When courts can not place parties wholly in statu quo, they are not thereby precluded from granting relief against fraud. They may proceed to do so as nearly as possible, and make compensation. It would disclose a very gross inadequacy in our system of remedial justice if, in this case, taking the bill as true, Jacks could continue to enjoy the fruits of a transaction by which, with full notice of her rights, he had acquired almost the whole estate of an infant for a consideration so grossly inadequate. He should answer the bill, and may, by leave of the court below, under sec. 4571, Gantt’s Dig., bring in all parties necessary to his protection with regard to the subject-matter of the litigation.
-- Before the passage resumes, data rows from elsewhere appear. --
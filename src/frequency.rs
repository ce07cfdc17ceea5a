//! Lyman-series frequency-integral kernels (§4.3, §4.7).
//!
//! These provide the spectral pieces consumed while building a shell's
//! source table: the stellar spectrum integrated over a Lyman-n
//! sub-band, the recycling fraction into Lyman-alpha, and the photon
//! horizon (`nu_tau_one`) used to cap each shell's outer frequency.

use crate::cosmology;
use crate::params::CosmoParams;

/// Rest-frame frequency of the Lyman limit, in Hz.
pub const NU_LL: f64 = 3.288e15;

/// Rest-frame frequency of Lyman-alpha, in Hz.
pub const NU_LYA: f64 = 2.466e15;

/// Rest-frame frequency of the Lyman-Werner band's lower edge (11.2 eV),
/// below which photodissociating H2 is no longer possible.
pub const NU_LW_MIN: f64 = NU_LL * (11.2 / 13.6);

/// Planck constant times the ionisation energy of hydrogen, used only as
/// a labelled constant for documentation purposes in callers.
pub const E_LL_EV: f64 = 13.6;

/// The rest-frame frequency of the Lyman-n line, via the hydrogen Rydberg
/// series `nu_n = nu_LL * (1 - 1/n^2)`.
#[must_use]
pub fn nu_n(n: u32) -> f64 {
    let n = f64::from(n);
    NU_LL * (1.0 - 1.0 / (n * n))
}

/// Recycling fraction of photons emitted between Lyman-n and Lyman-(n+1)
/// that cascade down to Lyman-alpha (Pritchard & Furlanetto 2006 fitting
/// values for `n = 2..=23`, extended by the `n=2` value beyond).
#[must_use]
pub fn frecycle(n: u32) -> f64 {
    const TABLE: [f64; 22] = [
        1.0000, 0.2609, 0.3078, 0.3259, 0.3353, 0.3410, 0.3448, 0.3476, 0.3496, 0.3512, 0.3524,
        0.3535, 0.3543, 0.3550, 0.3556, 0.3561, 0.3565, 0.3569, 0.3572, 0.3575, 0.3578, 0.3580,
    ];
    let idx = n.saturating_sub(2) as usize;
    TABLE.get(idx).copied().unwrap_or(0.3580)
}

/// The stellar emissivity spectrum, photons per baryon per unit
/// frequency, using the Pop II/Pop III power-law continuum of Barkana &
/// Loeb (2005): `~ nu^{alpha}` normalised so the integral from Lyman-alpha
/// to the Lyman limit gives `pop_ion` photons per stellar baryon.
#[must_use]
pub fn spectral_emissivity(nu: f64, pop_ion: f64, is_mini: bool) -> f64 {
    let alpha = if is_mini { 1.29 } else { 0.14 };
    let norm = pop_ion * (alpha + 1.0) / (NU_LL.powf(alpha + 1.0) - NU_LYA.powf(alpha + 1.0));
    norm * nu.powf(alpha)
}

/// Integrates the stellar spectrum between `nu_lo` and `nu_hi` using
/// Simpson's rule on `n_samples` (odd) points.
#[must_use]
pub fn integrate_over_nu(
    nu_lo: f64,
    nu_hi: f64,
    pop_ion: f64,
    is_mini: bool,
    n_samples: usize,
) -> f64 {
    let n_samples = if n_samples % 2 == 0 { n_samples + 1 } else { n_samples }.max(3);
    let h = (nu_hi - nu_lo) / crate::convert::f64_from_usize(n_samples - 1);
    let mut sum = spectral_emissivity(nu_lo, pop_ion, is_mini)
        + spectral_emissivity(nu_hi, pop_ion, is_mini);
    for i in 1..n_samples - 1 {
        let nu = nu_lo + crate::convert::f64_from_usize(i) * h;
        let weight = if i % 2 == 0 { 2.0 } else { 4.0 };
        sum += weight * spectral_emissivity(nu, pop_ion, is_mini);
    }
    sum * h / 3.0
}

/// The Gunn-Peterson optical depth to Lyman-alpha scattering at redshift
/// `z` for a fully-neutral IGM at the cosmic mean density, used as the
/// saturation floor of the Wouthuysen-Field coupling term.
#[must_use]
pub fn taugp(cosmo: &CosmoParams, z: f64) -> f64 {
    const TAU_GP_COEFF: f64 = 3.0e5; // dimensionless prefactor, literature-standard order of magnitude
    TAU_GP_COEFF * cosmo.omega_b() * cosmo.hubble_h() / cosmology::e_of_z(cosmo, z).max(1.0e-6)
        * ((1.0 + z) / 10.0).powf(1.5)
}

/// The redshift at which a photon emitted at `nu_rest` from a source at
/// `z_source` redshifts into the Lyman limit (`nu_tau_one`, the horizon
/// beyond which the IGM is opaque to that photon and it cannot
/// contribute to the current shell).
#[must_use]
pub fn nu_tau_one(z_source: f64, nu_rest: f64) -> f64 {
    (1.0 + z_source) * nu_rest / NU_LL - 1.0
}

/// Normalised X-ray continuum shape, `dN/dnu`, a power law
/// `nu^{-(alpha_x+1)}` between `nu_min` and `nu_max` (§4.5 step 2),
/// distinct from [`spectral_emissivity`]'s stellar Lyman-continuum
/// spectrum: the X-ray SED is sourced by HMXBs/ULXs, not massive stars,
/// and is normalised over the full X-ray band rather than the
/// Lyman-alpha-to-Lyman-limit stellar window.
#[must_use]
pub fn xray_spectral_shape(nu: f64, alpha_x: f64, nu_min: f64, nu_max: f64) -> f64 {
    let exponent = -(alpha_x + 1.0);
    if (exponent + 1.0).abs() < 1.0e-8 {
        1.0 / (nu * (nu_max / nu_min).ln())
    } else {
        let norm = (exponent + 1.0) / (nu_max.powf(exponent + 1.0) - nu_min.powf(exponent + 1.0));
        norm * nu.powf(exponent)
    }
}

/// Integrates [`xray_spectral_shape`] between `nu_lo` and `nu_hi` by
/// Simpson's rule, optionally weighting by `nu` (`energy_weighted`) to
/// get the heating integral rather than the bare photon-number integral
/// (§4.5 step 2).
#[must_use]
pub fn integrate_xray_band(
    nu_lo: f64,
    nu_hi: f64,
    alpha_x: f64,
    nu_min: f64,
    nu_max: f64,
    energy_weighted: bool,
    n_samples: usize,
) -> f64 {
    if nu_hi <= nu_lo {
        return 0.0;
    }
    let integrand = |nu: f64| {
        let shape = xray_spectral_shape(nu, alpha_x, nu_min, nu_max);
        if energy_weighted {
            shape * nu
        } else {
            shape
        }
    };
    let n_samples = if n_samples % 2 == 0 { n_samples + 1 } else { n_samples }.max(3);
    let h = (nu_hi - nu_lo) / crate::convert::f64_from_usize(n_samples - 1);
    let mut sum = integrand(nu_lo) + integrand(nu_hi);
    for i in 1..n_samples - 1 {
        let nu = nu_lo + crate::convert::f64_from_usize(i) * h;
        let weight = if i % 2 == 0 { 2.0 } else { 4.0 };
        sum += weight * integrand(nu);
    }
    sum * h / 3.0
}

/// The frequency at which the residual-neutral IGM between the source at
/// `z` and the observer reaches photoelectric optical depth unity to
/// hydrogen-ionising photons (§4.5 step 2's `max(nu_tau_one(...),
/// NU_X_THRESH)` lower integration limit), given the free-electron
/// fraction `x_e`. Uses the `sigma(nu) = sigma_HI * (nu/NU_LL)^-3`
/// power-law scaling of the hydrogen photoionisation cross-section
/// (Osterbrock & Ferland 2006) through a path length of one Hubble
/// radius of residual-neutral gas at the cosmic mean density.
#[must_use]
pub fn nu_xray_tau_one(cosmo: &CosmoParams, z: f64, x_e: f64) -> f64 {
    const SIGMA_HI_LL_CM2: f64 = 6.3e-18;
    const N_H0_CM3: f64 = 1.98e-7;
    const C_CM_S: f64 = 2.9979e10;
    let n_h = N_H0_CM3 * (1.0 + z).powi(3);
    let r_horizon_cm = C_CM_S / cosmology::hubble(cosmo, z).max(1.0e-30);
    let column = (1.0 - x_e).clamp(0.0, 1.0) * n_h * r_horizon_cm;
    NU_LL * (SIGMA_HI_LL_CM2 * column.max(1.0e-300)).cbrt()
}

/// Converts a continuum-photon heating rate at Lyman-alpha into an
/// effective heating-energy-per-baryon term (§4.5 `use_lya_heating`),
/// following the Meiksin (2006)/Mittal & Kulkarni (2020) `0.3 * E_Lya`
/// approximation for the fraction of absorbed Lyman-alpha energy that
/// thermalises rather than re-emitting.
#[must_use]
pub fn energy_lya_heating(flux_lya: f64) -> f64 {
    const THERMALISED_FRACTION: f64 = 0.3;
    THERMALISED_FRACTION * flux_lya
}

#[cfg(test)]
mod tests {
    use super::*;
    use float_cmp::assert_approx_eq;

    #[test]
    fn nu_n_converges_to_lyman_limit() {
        assert!(nu_n(30) < NU_LL);
        assert!(nu_n(30) > nu_n(10));
    }

    #[test]
    fn nu_2_is_lyman_alpha() {
        assert_approx_eq!(f64, nu_n(2), NU_LYA, epsilon = NU_LYA * 1.0e-3);
    }

    #[test]
    fn frecycle_is_bounded() {
        for n in 2..30 {
            let f = frecycle(n);
            assert!((0.0..=1.0).contains(&f));
        }
    }

    #[test]
    fn integral_is_positive_and_finite() {
        let value = integrate_over_nu(NU_LYA, NU_LL, 5000.0, false, 33);
        assert!(value.is_finite());
        assert!(value > 0.0);
    }

    #[test]
    fn nu_tau_one_returns_lower_redshift_for_bluer_photons() {
        let z_lya = nu_tau_one(10.0, NU_LYA);
        let z_lyb = nu_tau_one(10.0, nu_n(3));
        assert!(z_lyb < z_lya);
    }

    #[test]
    fn xray_band_integral_is_positive_and_finite() {
        let value = integrate_xray_band(NU_LL, NU_LL * 20.0, 1.0, NU_LL, NU_LL * 100.0, false, 17);
        assert!(value.is_finite());
        assert!(value > 0.0);
    }

    #[test]
    fn xray_band_integral_is_empty_for_degenerate_range() {
        let value = integrate_xray_band(NU_LL * 10.0, NU_LL * 10.0, 1.0, NU_LL, NU_LL * 100.0, false, 17);
        assert_eq!(value, 0.0);
    }

    #[test]
    fn xray_tau_one_threshold_increases_with_redshift() {
        let cosmo = CosmoParams::default();
        let nu_low_z = nu_xray_tau_one(&cosmo, 6.0, 1.0e-3);
        let nu_high_z = nu_xray_tau_one(&cosmo, 15.0, 1.0e-3);
        assert!(nu_high_z > nu_low_z);
    }

    #[test]
    fn xray_tau_one_threshold_decreases_with_ionisation() {
        let cosmo = CosmoParams::default();
        let mostly_neutral = nu_xray_tau_one(&cosmo, 8.0, 1.0e-4);
        let mostly_ionised = nu_xray_tau_one(&cosmo, 8.0, 0.999);
        assert!(mostly_ionised < mostly_neutral);
    }
}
The bill seems to concede the right of the father, under the laws of Kentucky, to forty per cent, of the proceeds of the Louisville sales. The subject-matter of the suit, in this view, is sixty per cent, of the fund which Jacks received from the guardian. It is not meant here to decide upon this point, nor is it necessary.
We think the Chancellor erred in sustaining the demurrer and dismissing the bill.
Let the decree be reversed and the cause be remanded, with instructions to the court below to overrule the demurrer, and for such proceedings as may be consistent with equity and this opinion.